De marinier bleef stil. Langzaam, en pas toen, liet hij de vlag los, vouwde hem precies in een perfecte driehoek en knielde neer om hem aan de moeder te overhandigen. « Hij is niet alleen gestorven, » zegt hij eenvoudig. « Hij was geliefd. Hij voelde zich vereerd. »
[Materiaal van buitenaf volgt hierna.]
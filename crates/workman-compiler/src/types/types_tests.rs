use indexmap::IndexMap;

use super::*;

#[test]
fn fun_from_folds_right() {
    let ty = Type::fun_from(vec![Type::Int, Type::Bool], Type::Str);
    // Int -> (Bool -> String)
    let Type::Fun(from, to) = &ty else {
        panic!("expected function type");
    };
    assert_eq!(**from, Type::Int);
    assert!(matches!(**to, Type::Fun(..)));
}

#[test]
fn result_parts() {
    let row = Type::Row(ErrorRow::from_labels(["NotMul".to_string()]));
    let ty = Type::result(Type::Int, row);
    let (ok, err) = ty.result_parts().unwrap();
    assert_eq!(*ok, Type::Int);
    assert!(matches!(err, Type::Row(_)));
    assert!(ty.is_result());
    assert_eq!(ty.result_row().unwrap().labels().collect::<Vec<_>>(), vec!["NotMul"]);
}

#[test]
fn free_vars_in_first_occurrence_order() {
    let a = TypeVarId(0);
    let b = TypeVarId(1);
    let ty = Type::fun(Type::Var(b), Type::Tuple(vec![Type::Var(a), Type::Var(b)]));
    let mut vars = Vec::new();
    ty.free_vars(&mut vars);
    assert_eq!(vars, vec![b, a]);
}

#[test]
fn row_union_keeps_first_payload_and_tail() {
    let mut cases = IndexMap::new();
    cases.insert("A".to_string(), Some(Box::new(Type::Int)));
    let left = ErrorRow { cases, tail: None };

    let mut cases = IndexMap::new();
    cases.insert("A".to_string(), Some(Box::new(Type::Bool)));
    cases.insert("B".to_string(), None);
    let right = ErrorRow {
        cases,
        tail: Some(TypeVarId(7)),
    };

    let merged = left.union(&right);
    assert_eq!(merged.cases["A"], Some(Box::new(Type::Int)));
    assert!(merged.cases.contains_key("B"));
    assert_eq!(merged.tail, Some(TypeVarId(7)));
}

#[test]
fn row_covers() {
    let big = ErrorRow::from_labels(["A".to_string(), "B".to_string()]);
    let small = ErrorRow::from_labels(["A".to_string()]);
    assert!(big.covers(&small));
    assert!(!small.covers(&big));
}

#[test]
fn instantiate_refreshes_quantified_vars_only() {
    let mut ctx = TypeCtx::new();
    let q = ctx.fresh_var_id();
    let free = ctx.fresh_var_id();
    let scheme = Scheme::new(vec![q], Type::fun(Type::Var(q), Type::Var(free)));

    let inst = ctx.instantiate(&scheme);
    let Type::Fun(from, to) = inst else {
        panic!("expected function type");
    };
    assert!(matches!(*from, Type::Var(v) if v != q));
    assert_eq!(*to, Type::Var(free));
}

#[test]
fn generalize_skips_env_vars() {
    let mut ctx = TypeCtx::new();
    let in_env = ctx.fresh_var_id();
    let local = ctx.fresh_var_id();
    let ty = Type::fun(Type::Var(in_env), Type::Var(local));

    let scheme = ctx.generalize(&[in_env], &ty);
    assert_eq!(scheme.vars, vec![local]);
}

#[test]
fn format_assigns_stable_names() {
    let mut ctx = TypeCtx::new();
    let a = ctx.fresh_var();
    let b = ctx.fresh_var();
    let ty = Type::fun(a.clone(), Type::fun(b, a));
    assert_eq!(format_type(&ty), "T -> U -> T");
}

#[test]
fn format_parenthesizes_function_arguments() {
    let ty = Type::fun(Type::fun(Type::Int, Type::Bool), Type::Str);
    assert_eq!(format_type(&ty), "(Int -> Bool) -> String");
}

#[test]
fn format_result_with_row() {
    let mut cases = IndexMap::new();
    cases.insert("NotMul".to_string(), None);
    cases.insert("Overflow".to_string(), Some(Box::new(Type::Int)));
    let ty = Type::result(Type::Int, Type::Row(ErrorRow { cases, tail: None }));
    assert_eq!(format_type(&ty), "Result<Int, <NotMul, Overflow<Int>>>");
}

#[test]
fn format_open_row_shows_tail() {
    let row = ErrorRow {
        cases: IndexMap::from([("NotMul".to_string(), None)]),
        tail: Some(TypeVarId(3)),
    };
    assert_eq!(format_type(&Type::Row(row)), "<NotMul, ..T>");
}

#[test]
fn format_scheme_quantifies() {
    let v = TypeVarId(0);
    let scheme = Scheme::new(vec![v], Type::fun(Type::Var(v), Type::Var(v)));
    assert_eq!(format_scheme(&scheme), "∀T. T -> T");
}
//! Compiler diagnostics: collection and rendering.
//!
//! Every stage reports through a [`Diagnostics`] list. Entries keep
//! their machine-readable [`DiagnosticKind`] (the `reason` identifier of
//! the diagnostic contract) next to the human-readable message, the
//! offending span, and optional freeform detail pairs. Emission order is
//! preserved; it doubles as the report order.

mod kind;
mod printer;

#[cfg(test)]
mod diagnostics_tests;

use workman_core::{SourceId, Span};

pub use kind::DiagnosticKind;
pub use printer::DiagnosticsPrinter;

/// Severity level of a diagnostic.
#[derive(Debug, Clone, Copy, PartialEq, Eq, Default)]
pub enum Severity {
    #[default]
    Error,
    Warning,
}

impl std::fmt::Display for Severity {
    fn fmt(&self, f: &mut std::fmt::Formatter<'_>) -> std::fmt::Result {
        match self {
            Severity::Error => write!(f, "error"),
            Severity::Warning => write!(f, "warning"),
        }
    }
}

/// Related location attached to a diagnostic.
#[derive(Debug, Clone, PartialEq, Eq)]
pub struct RelatedInfo {
    pub span: Span,
    pub message: String,
}

/// A single diagnostic.
#[derive(Debug, Clone, PartialEq, Eq)]
pub struct Diagnostic {
    pub severity: Severity,
    pub kind: DiagnosticKind,
    pub span: Span,
    pub message: String,
    /// File the span points into, when known. Single-source pipelines
    /// leave this `None` and the printer falls back to its own source.
    pub source: Option<SourceId>,
    /// Freeform key/value details for tooling.
    pub details: Vec<(String, String)>,
    pub hint: Option<String>,
    pub related: Vec<RelatedInfo>,
}

impl Diagnostic {
    pub fn is_error(&self) -> bool {
        self.severity == Severity::Error
    }

    pub fn is_warning(&self) -> bool {
        self.severity == Severity::Warning
    }

    /// The short machine-readable reason identifier.
    pub fn reason(&self) -> &'static str {
        self.kind.reason()
    }
}

impl std::fmt::Display for Diagnostic {
    fn fmt(&self, f: &mut std::fmt::Formatter<'_>) -> std::fmt::Result {
        write!(
            f,
            "{} at {}: {} [{}]",
            self.severity,
            self.span,
            self.message,
            self.kind.reason()
        )?;
        if let Some(hint) = &self.hint {
            write!(f, " (hint: {hint})")?;
        }
        Ok(())
    }
}

/// Collection of diagnostics from all stages, in emission order.
#[derive(Debug, Clone, Default, PartialEq, Eq)]
pub struct Diagnostics {
    entries: Vec<Diagnostic>,
}

/// Builder for one diagnostic.
#[must_use = "diagnostic not recorded, call .emit()"]
pub struct DiagnosticBuilder<'a> {
    diagnostics: &'a mut Diagnostics,
    entry: Diagnostic,
}

impl Diagnostics {
    pub fn new() -> Self {
        Self::default()
    }

    pub fn error(
        &mut self,
        kind: DiagnosticKind,
        message: impl Into<String>,
        span: Span,
    ) -> DiagnosticBuilder<'_> {
        self.build(Severity::Error, kind, message, span)
    }

    pub fn warning(
        &mut self,
        kind: DiagnosticKind,
        message: impl Into<String>,
        span: Span,
    ) -> DiagnosticBuilder<'_> {
        self.build(Severity::Warning, kind, message, span)
    }

    fn build(
        &mut self,
        severity: Severity,
        kind: DiagnosticKind,
        message: impl Into<String>,
        span: Span,
    ) -> DiagnosticBuilder<'_> {
        DiagnosticBuilder {
            diagnostics: self,
            entry: Diagnostic {
                severity,
                kind,
                span,
                message: message.into(),
                source: None,
                details: Vec::new(),
                hint: None,
                related: Vec::new(),
            },
        }
    }

    pub fn push(&mut self, diagnostic: Diagnostic) {
        self.entries.push(diagnostic);
    }

    pub fn is_empty(&self) -> bool {
        self.entries.is_empty()
    }

    pub fn len(&self) -> usize {
        self.entries.len()
    }

    pub fn has_errors(&self) -> bool {
        self.entries.iter().any(Diagnostic::is_error)
    }

    pub fn error_count(&self) -> usize {
        self.entries.iter().filter(|d| d.is_error()).count()
    }

    pub fn iter(&self) -> impl Iterator<Item = &Diagnostic> {
        self.entries.iter()
    }

    /// First diagnostic with the given kind, if any.
    pub fn find(&self, kind: DiagnosticKind) -> Option<&Diagnostic> {
        self.entries.iter().find(|d| d.kind == kind)
    }

    pub fn extend(&mut self, other: Diagnostics) {
        self.entries.extend(other.entries);
    }

    pub fn printer(&self) -> DiagnosticsPrinter<'_, '_> {
        DiagnosticsPrinter::new(self)
    }
}

impl<'a> DiagnosticBuilder<'a> {
    pub fn source(mut self, id: SourceId) -> Self {
        self.entry.source = Some(id);
        self
    }

    pub fn detail(mut self, key: impl Into<String>, value: impl Into<String>) -> Self {
        self.entry.details.push((key.into(), value.into()));
        self
    }

    pub fn hint(mut self, hint: impl Into<String>) -> Self {
        self.entry.hint = Some(hint.into());
        self
    }

    pub fn related_to(mut self, message: impl Into<String>, span: Span) -> Self {
        self.entry.related.push(RelatedInfo {
            span,
            message: message.into(),
        });
        self
    }

    pub fn emit(self) {
        self.diagnostics.entries.push(self.entry);
    }
}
Achter hem keken alle passagiers in absolute stilte toe. De luchthavenmanager, met rode ogen, stapte op zijn beurt naar voren. « Ik… Ik begreep het niet, » fluisterde hij. « Het spijt me. » De marinier boog zijn hoofd. « Nu begrijp je het. »
Er klonk toen een applaus, discreet, langzaam, respectvol. Een echo van dankbaarheid klonk door de terminal. Op die dag, in het hart van een plek die werd beheerst door regels en schema’s, had eer zijn plaats teruggebracht.